Les circonstances de la mort de Jean Pormanove, si extrêmes soient-elles, s’inscrivent dans une histoire déjà longue de la violence médiatisée. Dès les années 2000, le phénomène du happy slapping, qui vise à filmer le passage à tabac d’une personne pour l’exhiber ensuite sur les réseaux sociaux, met en scène une véritable théâtralisation de l’agression en ligne (Marlène Dulaurans, 2024). L’acte violent cesse d’être un simple débordement pour devenir une performance destinée à un public.

Comme l’analyse Umberto Eco (2004) à propos de la « carnavalisation » des mœurs, les frontières entre spectacle et réalité s’effacent et les limites de l’outrage sont constamment repoussées. Là où le happy slapping restait à l’époque ponctuel, impulsif et plutôt confiné à des cercles adolescents, le cas Pormanove marque une bascule vers un dispositif beaucoup plus construit et planifié. Cette évolution fait écho à Zygmunt Bauman (2010), pour qui l’exposition répétée à des images de violence conduit à une désensibilisation progressive face à la cruauté.

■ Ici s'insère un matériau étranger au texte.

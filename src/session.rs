//! Resumable session state and the server-side session cache.
//!
//! 可恢复的会话状态与服务器端会话缓存。

use crate::context::Context;
use crate::crypto::MasterSecret;
use crate::error::{BincodeError, HandshakeError, Result};
use crate::protocol::types::{CipherSuite, SecurityProtocol};
use serde::{Deserialize, Serialize};
use std::collections::HashMap;
use std::fmt;
use std::sync::{Arc, Mutex, MutexGuard};
use std::time::{Duration, SystemTime, UNIX_EPOCH};
use zeroize::Zeroize;

/// Everything needed to resume a session with an abbreviated handshake.
///
/// Serialized with `bincode` so an application can persist it between
/// connections. The master secret is wiped when the value is dropped.
///
/// 使用简化握手恢复会话所需的全部信息。
///
/// 使用 `bincode` 序列化，以便应用程序在连接之间持久化。主密钥在值被释放时清零。
#[derive(Clone, PartialEq, Eq, Serialize, Deserialize, bincode::Encode, bincode::Decode)]
pub struct SessionState {
    pub session_id: Vec<u8>,
    pub protocol: SecurityProtocol,
    pub cipher_suite: CipherSuite,
    master_secret: Vec<u8>,
    /// Seconds since the UNIX epoch after which the session is not resumable.
    pub expiry_timestamp: u64,
}

impl SessionState {
    pub fn new(
        session_id: Vec<u8>,
        protocol: SecurityProtocol,
        cipher_suite: CipherSuite,
        master_secret: &MasterSecret,
        expiry_timestamp: u64,
    ) -> Self {
        Self {
            session_id,
            protocol,
            cipher_suite,
            master_secret: master_secret.as_bytes().to_vec(),
            expiry_timestamp,
        }
    }

    /// Captures a finished handshake, valid for `config.session_lifetime_secs`.
    pub(crate) fn from_context(context: &Context) -> Result<Self> {
        let master = context
            .master_secret()
            .ok_or(HandshakeError::InvalidState)?;
        let suite = context.cipher_suite().ok_or(HandshakeError::InvalidState)?;
        let expiry = SystemTime::now()
            .checked_add(Duration::from_secs(context.config().session_lifetime_secs))
            .ok_or(HandshakeError::InvalidState)?
            .duration_since(UNIX_EPOCH)
            .map_err(|_| HandshakeError::InvalidState)?
            .as_secs();
        Ok(Self::new(
            context.session_id().to_vec(),
            context.protocol(),
            suite,
            master,
            expiry,
        ))
    }

    pub fn master_secret(&self) -> Result<MasterSecret> {
        MasterSecret::from_bytes(&self.master_secret)
    }

    pub fn is_expired(&self, now: u64) -> bool {
        now >= self.expiry_timestamp
    }

    pub fn to_bytes(&self) -> Result<Vec<u8>> {
        let bytes = bincode::encode_to_vec(self, bincode::config::standard())
            .map_err(BincodeError::from)?;
        Ok(bytes)
    }

    pub fn from_bytes(bytes: &[u8]) -> Result<Self> {
        let (state, _) = bincode::decode_from_slice(bytes, bincode::config::standard())
            .map_err(BincodeError::from)?;
        Ok(state)
    }
}

impl Drop for SessionState {
    fn drop(&mut self) {
        self.master_secret.zeroize();
    }
}

impl fmt::Debug for SessionState {
    fn fmt(&self, f: &mut fmt::Formatter<'_>) -> fmt::Result {
        f.debug_struct("SessionState")
            .field("session_id", &self.session_id)
            .field("protocol", &self.protocol)
            .field("cipher_suite", &self.cipher_suite)
            .field("expiry_timestamp", &self.expiry_timestamp)
            .finish_non_exhaustive()
    }
}

/// Current UNIX time in seconds.
pub fn unix_now() -> Result<u64> {
    SystemTime::now()
        .duration_since(UNIX_EPOCH)
        .map(|d| d.as_secs())
        .map_err(|_| HandshakeError::InvalidState)
}

/// Entries a cache holds unless built with [`SessionCache::with_capacity`].
pub const DEFAULT_CACHE_CAPACITY: usize = 1024;

/// Sessions a server is willing to resume, keyed by session id.
///
/// The cache never holds more than its capacity. When full, an insert evicts
/// the entry closest to expiry, so expired sessions always go first.
///
/// 服务器愿意恢复的会话，以会话 ID 为键。缓存条目数从不超过其容量；
/// 缓存已满时，插入会逐出最接近过期的条目，因此已过期的会话总是最先被逐出。
#[derive(Debug)]
pub struct SessionCache {
    sessions: HashMap<Vec<u8>, SessionState>,
    capacity: usize,
}

impl Default for SessionCache {
    fn default() -> Self {
        Self::with_capacity(DEFAULT_CACHE_CAPACITY)
    }
}

/// A cache shared by every server handshake on the same listener.
pub type SharedSessionCache = Arc<Mutex<SessionCache>>;

impl SessionCache {
    pub fn new() -> Self {
        Self::default()
    }

    /// A cache holding at most `capacity` sessions. A capacity of zero is
    /// treated as one.
    pub fn with_capacity(capacity: usize) -> Self {
        Self {
            sessions: HashMap::new(),
            capacity: capacity.max(1),
        }
    }

    pub fn shared() -> SharedSessionCache {
        Arc::new(Mutex::new(Self::new()))
    }

    pub fn shared_with_capacity(capacity: usize) -> SharedSessionCache {
        Arc::new(Mutex::new(Self::with_capacity(capacity)))
    }

    pub fn capacity(&self) -> usize {
        self.capacity
    }

    pub fn len(&self) -> usize {
        self.sessions.len()
    }

    pub fn is_empty(&self) -> bool {
        self.sessions.is_empty()
    }

    /// Stores `state`, replacing any entry with the same id. Empty ids are
    /// not resumable and are ignored.
    pub fn insert(&mut self, state: SessionState) {
        if state.session_id.is_empty() {
            return;
        }
        if self.sessions.len() >= self.capacity && !self.sessions.contains_key(&state.session_id) {
            self.evict_oldest();
        }
        tracing::debug!(id_len = state.session_id.len(), "caching session");
        self.sessions.insert(state.session_id.clone(), state);
    }

    fn evict_oldest(&mut self) {
        let oldest = self
            .sessions
            .iter()
            .min_by_key(|(_, state)| state.expiry_timestamp)
            .map(|(id, _)| id.clone());
        if let Some(id) = oldest {
            tracing::debug!(capacity = self.capacity, "session cache full, evicting");
            self.sessions.remove(&id);
        }
    }

    /// Returns a copy of a live session. An expired entry is evicted instead.
    pub fn lookup(&mut self, session_id: &[u8], now: u64) -> Option<SessionState> {
        let expired = self.sessions.get(session_id)?.is_expired(now);
        if expired {
            tracing::debug!("evicting expired session on lookup");
            self.sessions.remove(session_id);
            return None;
        }
        self.sessions.get(session_id).cloned()
    }

    pub fn remove(&mut self, session_id: &[u8]) -> Option<SessionState> {
        self.sessions.remove(session_id)
    }

    /// Drops every expired entry and returns how many were removed.
    pub fn purge_expired(&mut self, now: u64) -> usize {
        let before = self.sessions.len();
        self.sessions.retain(|_, state| !state.is_expired(now));
        before - self.sessions.len()
    }
}

/// Locks a shared cache, mapping poisoning to a handshake error.
pub fn lock_cache(cache: &SharedSessionCache) -> Result<MutexGuard<'_, SessionCache>> {
    cache.lock().map_err(|_| HandshakeError::SessionCachePoisoned)
}
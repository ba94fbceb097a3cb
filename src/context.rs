//! Per-connection handshake state threaded through every message.
//!
//! A `Context` lives for exactly one handshake attempt and is mutated by each
//! message in strict wire order. It is not shared between threads.
//!
//! 贯穿每条消息的单连接握手状态。
//!
//! 一个 `Context` 仅存活于一次握手尝试，并按严格的线路顺序被每条消息修改。它不在线程间共享。

use crate::config::HandshakeConfig;
use crate::crypto::finished;
use crate::crypto::secret::{MasterSecret, PremasterSecret, RANDOM_LEN};
use crate::error::{HandshakeError, Result};
use crate::protocol::codec::HandshakeWriter;
use crate::protocol::transcript::TranscriptHasher;
use crate::protocol::types::{CipherSuite, HandshakeType, Role, SecurityProtocol};

#[derive(Debug)]
pub struct Context {
    role: Role,
    config: HandshakeConfig,
    /// Negotiated version; the configured maximum until a hello settles it.
    protocol: SecurityProtocol,
    /// The raw version from ClientHello, which the premaster must repeat.
    client_version: Option<u16>,
    transcript: TranscriptHasher,
    writer: HandshakeWriter,
    client_random: [u8; RANDOM_LEN],
    server_random: [u8; RANDOM_LEN],
    session_id: Vec<u8>,
    offered_cipher_suites: Vec<CipherSuite>,
    cipher_suite: Option<CipherSuite>,
    peer_certificates: Vec<Vec<u8>>,
    master_secret: Option<MasterSecret>,
    last_message: Option<HandshakeType>,
}

impl Context {
    pub fn new(role: Role, config: HandshakeConfig) -> Self {
        let protocol = config.max_protocol;
        Self {
            role,
            config,
            protocol,
            client_version: None,
            transcript: TranscriptHasher::new(),
            writer: HandshakeWriter::new(),
            client_random: [0u8; RANDOM_LEN],
            server_random: [0u8; RANDOM_LEN],
            session_id: Vec::new(),
            offered_cipher_suites: Vec::new(),
            cipher_suite: None,
            peer_certificates: Vec::new(),
            master_secret: None,
            last_message: None,
        }
    }

    pub fn role(&self) -> Role {
        self.role
    }

    pub fn config(&self) -> &HandshakeConfig {
        &self.config
    }

    pub fn protocol(&self) -> SecurityProtocol {
        self.protocol
    }

    pub(crate) fn set_protocol(&mut self, protocol: SecurityProtocol) {
        self.protocol = protocol;
    }

    /// Server side: settles the version from the one the client advertised.
    ///
    /// A client offering more than we support is talked down to our maximum;
    /// one offering less than our minimum is refused.
    ///
    /// 服务器端：根据客户端声明的版本确定协议版本。
    pub fn negotiate(&mut self, client_version: u16) -> Result<SecurityProtocol> {
        let max = self.config.max_protocol;
        let chosen = if client_version >= max.wire_version() {
            max
        } else {
            SecurityProtocol::from_wire(client_version)?
        };
        if chosen < self.config.min_protocol {
            return Err(HandshakeError::UnsupportedProtocol(client_version));
        }
        chosen.dialect()?;
        tracing::debug!(client_version, ?chosen, "negotiated protocol");
        self.client_version = Some(client_version);
        self.protocol = chosen;
        Ok(chosen)
    }

    pub fn client_version(&self) -> Option<u16> {
        self.client_version
    }

    pub(crate) fn set_client_version(&mut self, version: u16) {
        self.client_version = Some(version);
    }

    pub fn transcript(&self) -> &TranscriptHasher {
        &self.transcript
    }

    pub fn transcript_mut(&mut self) -> &mut TranscriptHasher {
        &mut self.transcript
    }

    pub(crate) fn writer_mut(&mut self) -> &mut HandshakeWriter {
        &mut self.writer
    }

    pub fn client_random(&self) -> &[u8; RANDOM_LEN] {
        &self.client_random
    }

    pub(crate) fn set_client_random(&mut self, random: [u8; RANDOM_LEN]) {
        self.client_random = random;
    }

    pub fn server_random(&self) -> &[u8; RANDOM_LEN] {
        &self.server_random
    }

    pub(crate) fn set_server_random(&mut self, random: [u8; RANDOM_LEN]) {
        self.server_random = random;
    }

    pub fn session_id(&self) -> &[u8] {
        &self.session_id
    }

    pub(crate) fn set_session_id(&mut self, id: Vec<u8>) {
        self.session_id = id;
    }

    pub fn offered_cipher_suites(&self) -> &[CipherSuite] {
        &self.offered_cipher_suites
    }

    pub(crate) fn set_offered_cipher_suites(&mut self, suites: Vec<CipherSuite>) {
        self.offered_cipher_suites = suites;
    }

    pub fn cipher_suite(&self) -> Option<CipherSuite> {
        self.cipher_suite
    }

    pub(crate) fn set_cipher_suite(&mut self, suite: CipherSuite) {
        self.cipher_suite = Some(suite);
    }

    /// Server side: the first configured suite the client also offered.
    pub fn select_cipher_suite(&self) -> Result<CipherSuite> {
        self.config
            .cipher_suites
            .iter()
            .copied()
            .find(|s| self.offered_cipher_suites.contains(s))
            .ok_or(HandshakeError::NoCommonCipherSuite)
    }

    pub fn peer_certificates(&self) -> &[Vec<u8>] {
        &self.peer_certificates
    }

    pub(crate) fn set_peer_certificates(&mut self, certificates: Vec<Vec<u8>>) {
        self.peer_certificates = certificates;
    }

    pub fn master_secret(&self) -> Option<&MasterSecret> {
        self.master_secret.as_ref()
    }

    pub(crate) fn set_master_secret(&mut self, master: MasterSecret) {
        self.master_secret = Some(master);
    }

    pub fn last_message(&self) -> Option<HandshakeType> {
        self.last_message
    }

    pub(crate) fn set_last_message(&mut self, msg_type: HandshakeType) {
        self.last_message = Some(msg_type);
    }

    /// Derives and stores the master secret for the negotiated dialect.
    pub fn derive_master_secret(&mut self, premaster: &PremasterSecret) -> Result<()> {
        let dialect = self.protocol.dialect()?;
        let master = finished::master_secret(
            dialect,
            premaster,
            &self.client_random,
            &self.server_random,
        )?;
        self.master_secret = Some(master);
        Ok(())
    }

    /// The verify_data `sender` must put in its Finished message, over the
    /// transcript accumulated so far.
    pub fn verify_data(&self, sender: Role) -> Result<Vec<u8>> {
        let dialect = self.protocol.dialect()?;
        let master = self
            .master_secret
            .as_ref()
            .ok_or(HandshakeError::InvalidState)?;
        finished::verify_data(dialect, &self.transcript, master, sender)
    }
}
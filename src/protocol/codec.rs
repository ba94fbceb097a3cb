//! Handshake message framing: `type(1) || uint24_be(length) || body`.
//!
//! The 4-byte header is the SSLv3 / TLS 1.0 wire format and is
//! reproduced byte-for-byte.
//!
//! 握手消息帧：`type(1) || uint24_be(length) || body`。
//! 4 字节头部即 SSLv3 / TLS 1.0 的线路格式，逐字节复现。

use crate::error::{HandshakeError, Result};
use crate::protocol::types::HandshakeType;

/// Size of the handshake header.
pub const HEADER_LEN: usize = 4;

/// Largest body a uint24 length can describe.
pub const MAX_BODY_LEN: usize = 0x00FF_FFFF;

/// A complete frame borrowed from an input buffer.
#[derive(Debug, Clone, Copy, PartialEq, Eq)]
pub struct Frame<'a> {
    pub msg_type: HandshakeType,
    /// The body bytes, without the header.
    pub body: &'a [u8],
    /// The whole frame, header included, exactly as received.
    pub raw: &'a [u8],
}

/// Wraps `body` with the handshake header.
pub fn encode_frame(msg_type: HandshakeType, body: &[u8]) -> Result<Vec<u8>> {
    if body.len() > MAX_BODY_LEN {
        return Err(HandshakeError::MessageTooLarge {
            len: body.len(),
            limit: MAX_BODY_LEN,
        });
    }
    let mut out = Vec::with_capacity(HEADER_LEN + body.len());
    out.push(msg_type as u8);
    push_u24(&mut out, body.len() as u32);
    out.extend_from_slice(body);
    tracing::trace!(?msg_type, len = body.len(), "encoded handshake frame");
    Ok(out)
}

/// Parses one frame from the start of `data`.
///
/// Returns the frame and the number of bytes it occupies. When `data` does not
/// hold a whole frame, returns [`HandshakeError::Incomplete`] with the number of
/// additional bytes needed; nothing is retained between calls.
///
/// 从 `data` 起始处解析一个帧。返回帧及其占用的字节数。
/// 当 `data` 不足一个完整帧时，返回带有所需额外字节数的 [`HandshakeError::Incomplete`]；
/// 调用之间不保留任何状态。
pub fn decode_frame(data: &[u8]) -> Result<(Frame<'_>, usize)> {
    let Some(len) = peek_body_len(data) else {
        return Err(HandshakeError::Incomplete {
            needed: HEADER_LEN - data.len(),
        });
    };
    let msg_type = HandshakeType::try_from(data[0])?;
    let total = HEADER_LEN + len;
    if data.len() < total {
        return Err(HandshakeError::Incomplete {
            needed: total - data.len(),
        });
    }
    tracing::trace!(?msg_type, len, "decoded handshake frame");
    Ok((
        Frame {
            msg_type,
            body: &data[HEADER_LEN..total],
            raw: &data[..total],
        },
        total,
    ))
}

/// Reads the declared body length from a header without requiring the body.
pub(crate) fn peek_body_len(data: &[u8]) -> Option<usize> {
    if data.len() < HEADER_LEN {
        return None;
    }
    Some(((data[1] as usize) << 16) | ((data[2] as usize) << 8) | data[3] as usize)
}

/// A length prefix must hold `len` exactly; it is never truncated.
fn checked_len(len: usize, limit: usize) -> Result<usize> {
    if len > limit {
        return Err(HandshakeError::MessageTooLarge { len, limit });
    }
    Ok(len)
}

fn push_u24(buf: &mut Vec<u8>, val: u32) {
    buf.push((val >> 16) as u8);
    buf.push((val >> 8) as u8);
    buf.push(val as u8);
}

/// A reusable body buffer.
///
/// Bodies are written field by field, then [`HandshakeWriter::finish`] frames
/// them and leaves the writer empty for the next outbound message.
#[derive(Debug, Default)]
pub struct HandshakeWriter {
    buf: Vec<u8>,
}

impl HandshakeWriter {
    pub fn new() -> Self {
        Self::default()
    }

    pub fn len(&self) -> usize {
        self.buf.len()
    }

    pub fn is_empty(&self) -> bool {
        self.buf.is_empty()
    }

    pub fn put_u8(&mut self, v: u8) {
        self.buf.push(v);
    }

    pub fn put_u16(&mut self, v: u16) {
        self.buf.extend_from_slice(&v.to_be_bytes());
    }

    pub fn put_u24(&mut self, v: u32) {
        push_u24(&mut self.buf, v);
    }

    pub fn put_bytes(&mut self, bytes: &[u8]) {
        self.buf.extend_from_slice(bytes);
    }

    /// `opaque<0..2^8-1>`
    pub fn put_vec_u8(&mut self, bytes: &[u8]) -> Result<()> {
        let len = checked_len(bytes.len(), u8::MAX as usize)?;
        self.put_u8(len as u8);
        self.put_bytes(bytes);
        Ok(())
    }

    /// `opaque<0..2^16-1>`
    pub fn put_vec_u16(&mut self, bytes: &[u8]) -> Result<()> {
        let len = checked_len(bytes.len(), u16::MAX as usize)?;
        self.put_u16(len as u16);
        self.put_bytes(bytes);
        Ok(())
    }

    /// `opaque<0..2^24-1>`
    pub fn put_vec_u24(&mut self, bytes: &[u8]) -> Result<()> {
        let len = checked_len(bytes.len(), MAX_BODY_LEN)?;
        self.put_u24(len as u32);
        self.put_bytes(bytes);
        Ok(())
    }

    /// Frames the buffered body and resets the writer.
    ///
    /// On error the buffered body is discarded as well, so a failed message
    /// never leaks into the next one.
    pub fn finish(&mut self, msg_type: HandshakeType) -> Result<Vec<u8>> {
        let body = std::mem::take(&mut self.buf);
        encode_frame(msg_type, &body)
    }

    /// Takes the buffered bytes without a header, for nested vectors.
    pub fn finish_unframed(&mut self) -> Vec<u8> {
        std::mem::take(&mut self.buf)
    }

    /// Drops any buffered bytes.
    pub fn reset(&mut self) {
        self.buf.clear();
    }
}

/// A bounds-checked cursor over a handshake body.
#[derive(Debug)]
pub struct Reader<'a> {
    buf: &'a [u8],
    offset: usize,
}

impl<'a> Reader<'a> {
    pub fn new(buf: &'a [u8]) -> Self {
        Self { buf, offset: 0 }
    }

    pub fn remaining(&self) -> usize {
        self.buf.len() - self.offset
    }

    pub fn is_empty(&self) -> bool {
        self.remaining() == 0
    }

    pub fn take(&mut self, n: usize) -> Result<&'a [u8]> {
        if self.remaining() < n {
            return Err(HandshakeError::Decode("body truncated"));
        }
        let out = &self.buf[self.offset..self.offset + n];
        self.offset += n;
        Ok(out)
    }

    /// Consumes everything that is left.
    pub fn rest(&mut self) -> &'a [u8] {
        let out = &self.buf[self.offset..];
        self.offset = self.buf.len();
        out
    }

    pub fn u8(&mut self) -> Result<u8> {
        Ok(self.take(1)?[0])
    }

    pub fn u16(&mut self) -> Result<u16> {
        let b = self.take(2)?;
        Ok(u16::from_be_bytes([b[0], b[1]]))
    }

    pub fn u24(&mut self) -> Result<u32> {
        let b = self.take(3)?;
        Ok(((b[0] as u32) << 16) | ((b[1] as u32) << 8) | b[2] as u32)
    }

    pub fn array<const N: usize>(&mut self) -> Result<[u8; N]> {
        let mut out = [0u8; N];
        out.copy_from_slice(self.take(N)?);
        Ok(out)
    }

    pub fn vec_u8(&mut self) -> Result<&'a [u8]> {
        let len = self.u8()? as usize;
        self.take(len)
    }

    pub fn vec_u16(&mut self) -> Result<&'a [u8]> {
        let len = self.u16()? as usize;
        self.take(len)
    }

    pub fn vec_u24(&mut self) -> Result<&'a [u8]> {
        let len = self.u24()? as usize;
        self.take(len)
    }

    /// Fails if any bytes are left unread.
    pub fn expect_end(&self) -> Result<()> {
        if self.is_empty() {
            Ok(())
        } else {
            Err(HandshakeError::Decode("trailing bytes after body"))
        }
    }
}
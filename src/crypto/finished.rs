//! Finished `verify_data` and master secret derivation, per dialect.
//!
//! Finished 消息的 `verify_data` 与主密钥派生（按协议方言区分）。

use crate::crypto::prf::prf;
use crate::crypto::secret::{MASTER_SECRET_LEN, MasterSecret, PremasterSecret, RANDOM_LEN};
use crate::error::Result;
use crate::protocol::transcript::TranscriptHasher;
use crate::protocol::types::{Dialect, Role};
use md5::{Digest, Md5};
use sha1::Sha1;

/// SSLv3 Finished is `MD5 || SHA1`.
pub const SSL3_VERIFY_DATA_LEN: usize = 36;
/// TLS 1.0 Finished is the first 12 bytes of the PRF.
pub const TLS1_VERIFY_DATA_LEN: usize = 12;

const SSL3_PAD1: u8 = 0x36;
const SSL3_PAD2: u8 = 0x5C;
const SSL3_MD5_PAD_LEN: usize = 48;
const SSL3_SHA_PAD_LEN: usize = 40;

pub const fn verify_data_len(dialect: Dialect) -> usize {
    match dialect {
        Dialect::Ssl3 => SSL3_VERIFY_DATA_LEN,
        Dialect::Tls1 => TLS1_VERIFY_DATA_LEN,
    }
}

fn ssl3_sender(sender: Role) -> &'static [u8; 4] {
    match sender {
        Role::Client => b"CLNT",
        Role::Server => b"SRVR",
    }
}

fn tls1_label(sender: Role) -> &'static [u8] {
    match sender {
        Role::Client => b"client finished",
        Role::Server => b"server finished",
    }
}

/// Computes the verify_data `sender` puts in its Finished message over the
/// transcript as it stands.
pub fn verify_data(
    dialect: Dialect,
    transcript: &TranscriptHasher,
    master: &MasterSecret,
    sender: Role,
) -> Result<Vec<u8>> {
    match dialect {
        Dialect::Ssl3 => Ok(ssl3_verify_data(transcript, master, sender)),
        Dialect::Tls1 => tls1_verify_data(transcript, master, sender),
    }
}

fn ssl3_verify_data(transcript: &TranscriptHasher, master: &MasterSecret, sender: Role) -> Vec<u8> {
    let ms = master.as_bytes();
    let (mut inner_md5, mut inner_sha) = transcript.fork();

    inner_md5.update(ssl3_sender(sender));
    inner_md5.update(ms);
    inner_md5.update([SSL3_PAD1; SSL3_MD5_PAD_LEN]);
    let inner_md5 = inner_md5.finalize();

    inner_sha.update(ssl3_sender(sender));
    inner_sha.update(ms);
    inner_sha.update([SSL3_PAD1; SSL3_SHA_PAD_LEN]);
    let inner_sha = inner_sha.finalize();

    let mut outer_md5 = Md5::new();
    outer_md5.update(ms);
    outer_md5.update([SSL3_PAD2; SSL3_MD5_PAD_LEN]);
    outer_md5.update(inner_md5);

    let mut outer_sha = Sha1::new();
    outer_sha.update(ms);
    outer_sha.update([SSL3_PAD2; SSL3_SHA_PAD_LEN]);
    outer_sha.update(inner_sha);

    let mut out = Vec::with_capacity(SSL3_VERIFY_DATA_LEN);
    out.extend_from_slice(&outer_md5.finalize());
    out.extend_from_slice(&outer_sha.finalize());
    out
}

fn tls1_verify_data(
    transcript: &TranscriptHasher,
    master: &MasterSecret,
    sender: Role,
) -> Result<Vec<u8>> {
    let seed = transcript.digests().concat();
    let mut out = vec![0u8; TLS1_VERIFY_DATA_LEN];
    prf(master.as_bytes(), tls1_label(sender), &seed, &mut out)?;
    Ok(out)
}

/// Derives the 48-byte master secret from the premaster and both hello randoms.
pub fn master_secret(
    dialect: Dialect,
    premaster: &PremasterSecret,
    client_random: &[u8; RANDOM_LEN],
    server_random: &[u8; RANDOM_LEN],
) -> Result<MasterSecret> {
    let mut out = [0u8; MASTER_SECRET_LEN];
    match dialect {
        Dialect::Ssl3 => {
            let pre = premaster.as_bytes();
            for (i, label) in [&b"A"[..], &b"BB"[..], &b"CCC"[..]].into_iter().enumerate() {
                let mut sha = Sha1::new();
                sha.update(label);
                sha.update(pre);
                sha.update(client_random);
                sha.update(server_random);
                let mut md5 = Md5::new();
                md5.update(pre);
                md5.update(sha.finalize());
                out[i * 16..(i + 1) * 16].copy_from_slice(&md5.finalize());
            }
        }
        Dialect::Tls1 => {
            let mut seed = [0u8; RANDOM_LEN * 2];
            seed[..RANDOM_LEN].copy_from_slice(client_random);
            seed[RANDOM_LEN..].copy_from_slice(server_random);
            prf(premaster.as_bytes(), b"master secret", &seed, &mut out)?;
        }
    }
    let secret = MasterSecret::from_array(out);
    zeroize::Zeroize::zeroize(&mut out);
    Ok(secret)
}
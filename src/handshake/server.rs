//! Implements the server side of the handshake state machine.
//! 实现握手协议状态机的服务器端。

use crate::context::Context;
use crate::error::Result;
use crate::protocol::state::{AwaitingClientFinished, AwaitingKeyExchange, Established, Ready};
use crate::session::{SessionState, SharedSessionCache, lock_cache, unix_now};
use std::marker::PhantomData;

mod builder;
mod state_awaiting_client_finished;
mod state_awaiting_key_exchange;
mod state_established;
mod state_ready;

pub use builder::HandshakeServerBuilder;

/// The server-side handshake state machine.
///
/// Generic over the state `State` to enforce the message order at compile
/// time. This ensures that methods can only be called in the correct
/// sequence, for example that a Finished is never checked before the key
/// exchange that produced its master secret.
///
/// 服务器端握手协议状态机。
///
/// 通过泛型状态 `State` 在编译时强制消息顺序。
/// 这确保了方法只能按正确的顺序调用，例如在产生主密钥的密钥交换之前不会校验 Finished。
#[derive(Debug)]
pub struct HandshakeServer<State, E> {
    /// Zero-sized marker to hold the current state.
    ///
    /// 零大小标记，用于持有当前状态。
    state: PhantomData<State>,
    /// Negotiated parameters, transcript and secrets.
    ///
    /// 协商参数、握手记录与密钥。
    context: Context,
    /// Recovers the premaster from ClientKeyExchange.
    ///
    /// 从 ClientKeyExchange 中恢复预主密钥。
    exchange: E,
    /// Sessions this server can resume and stores new ones into.
    /// If not set, every handshake is a full one and no session id is issued.
    ///
    /// 此服务器可恢复并写入新会话的缓存。
    /// 如果未设置，每次握手都是完整握手，且不签发会话 ID。
    session_cache: Option<SharedSessionCache>,
    resumed: bool,
}

/// How the server answered a ClientHello.
///
/// 服务器对 ClientHello 的应答方式。
#[derive(Debug)]
pub enum ClientHelloOutcome<E> {
    /// A full handshake; the server waits for ClientKeyExchange and Finished.
    Full(HandshakeServer<AwaitingKeyExchange, E>),
    /// A cached session is being resumed; the server waits for the client's Finished.
    Resumed(HandshakeServer<AwaitingClientFinished, E>),
}

impl<State, E> HandshakeServer<State, E> {
    /// The handshake context as it stands in this state.
    pub fn context(&self) -> &Context {
        &self.context
    }

    fn transition<Next>(self) -> HandshakeServer<Next, E> {
        HandshakeServer {
            state: PhantomData,
            context: self.context,
            exchange: self.exchange,
            session_cache: self.session_cache,
            resumed: self.resumed,
        }
    }

    /// Stores the negotiated session so a later ClientHello can resume it.
    /// Expired entries are dropped first.
    fn cache_session(&self) -> Result<()> {
        let Some(cache) = &self.session_cache else {
            return Ok(());
        };
        if self.context.session_id().is_empty() {
            return Ok(());
        }
        let state = SessionState::from_context(&self.context)?;
        let now = unix_now()?;
        let mut cache = lock_cache(cache)?;
        let purged = cache.purge_expired(now);
        if purged > 0 {
            tracing::debug!(purged, "dropped expired sessions");
        }
        cache.insert(state);
        Ok(())
    }
}

impl<E> HandshakeServer<Ready, E> {
    pub(crate) fn new(context: Context, exchange: E, session_cache: Option<SharedSessionCache>) -> Self {
        Self {
            state: PhantomData,
            context,
            exchange,
            session_cache,
            resumed: false,
        }
    }
}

Son stream de 298 heures en constitue l’aboutissement : la violence n’est plus improvisée, mais devient un flux continu de souffrance exploité en contenus médiatiques.

Quand la souffrance rapporte

Cette affaire révèle surtout la naissance d’un marché de la cruauté en ligne, où chaque coup et insulte se traduit par un don, un abonnement ou un « tip », transformant la douleur en revenus. Plus de 36 000 euros ont été récoltés au cours du dernier live stream de Jean Pormanove. Une véritable économie du sadisme numérique s’est enclenchée, reposant essentiellement sur trois piliers : la marchandisation de la vulnérabilité (Jean Pormanove devient un produit), la gamification de la violence (les dons déclenchent des sévices), et la fidélisation de l’audience par l’escalade permanente des sévices infligés.

Les spectateurs ne sont plus de simples voyeurs, mais deviennent dans ce contexte des investisseurs actifs dans la production du morbide. Jacqueline Barus-Michel (2011) soulignait que ces pratiques mêlent « violence, jouissance, voyeurisme et exhibitionnisme ». Dans l’affaire Pormanove, cette combinaison devient ici un modèle d’affaires structuré où chaque émotion négative génère de la valeur marchande et alimente un circuit économique fondé sur la souffrance.

La fiction du consentement

Les deux principaux instigateurs des sévices, identifiés comme « Narutovie » et « Safine », affirment que Jean Pormanove aurait consenti à ces violences, qualifiant leur implication de participation à « une pièce de théâtre géante », avec du « contenu très trash » (RTL, 2025) mais totalement assumé. Cependant son isolement social, sa dépendance financière et la manière dont la culpabilité pouvait lui être imputée (trois éléments caractéristiques de l’emprise, selon Marie-France Hirigoyen [2003]) mettent en lumière un écosystème qui semblait exploiter ces vulnérabilités.

Dans l’affaire Pormanove, ces trois mécanismes se combinent : l’isolement progressif par des streams répétés coupant tout lien avec le monde extérieur ; la dépendance renforcée par des revenus cumulés constituant une part importante des ressources du groupe ; l’inversion de la culpabilité, où les sévices présentés comme du divertissement macabre mais consenti, transfère la responsabilité sur la victime, qui devient « complice » de sa propre exploitation.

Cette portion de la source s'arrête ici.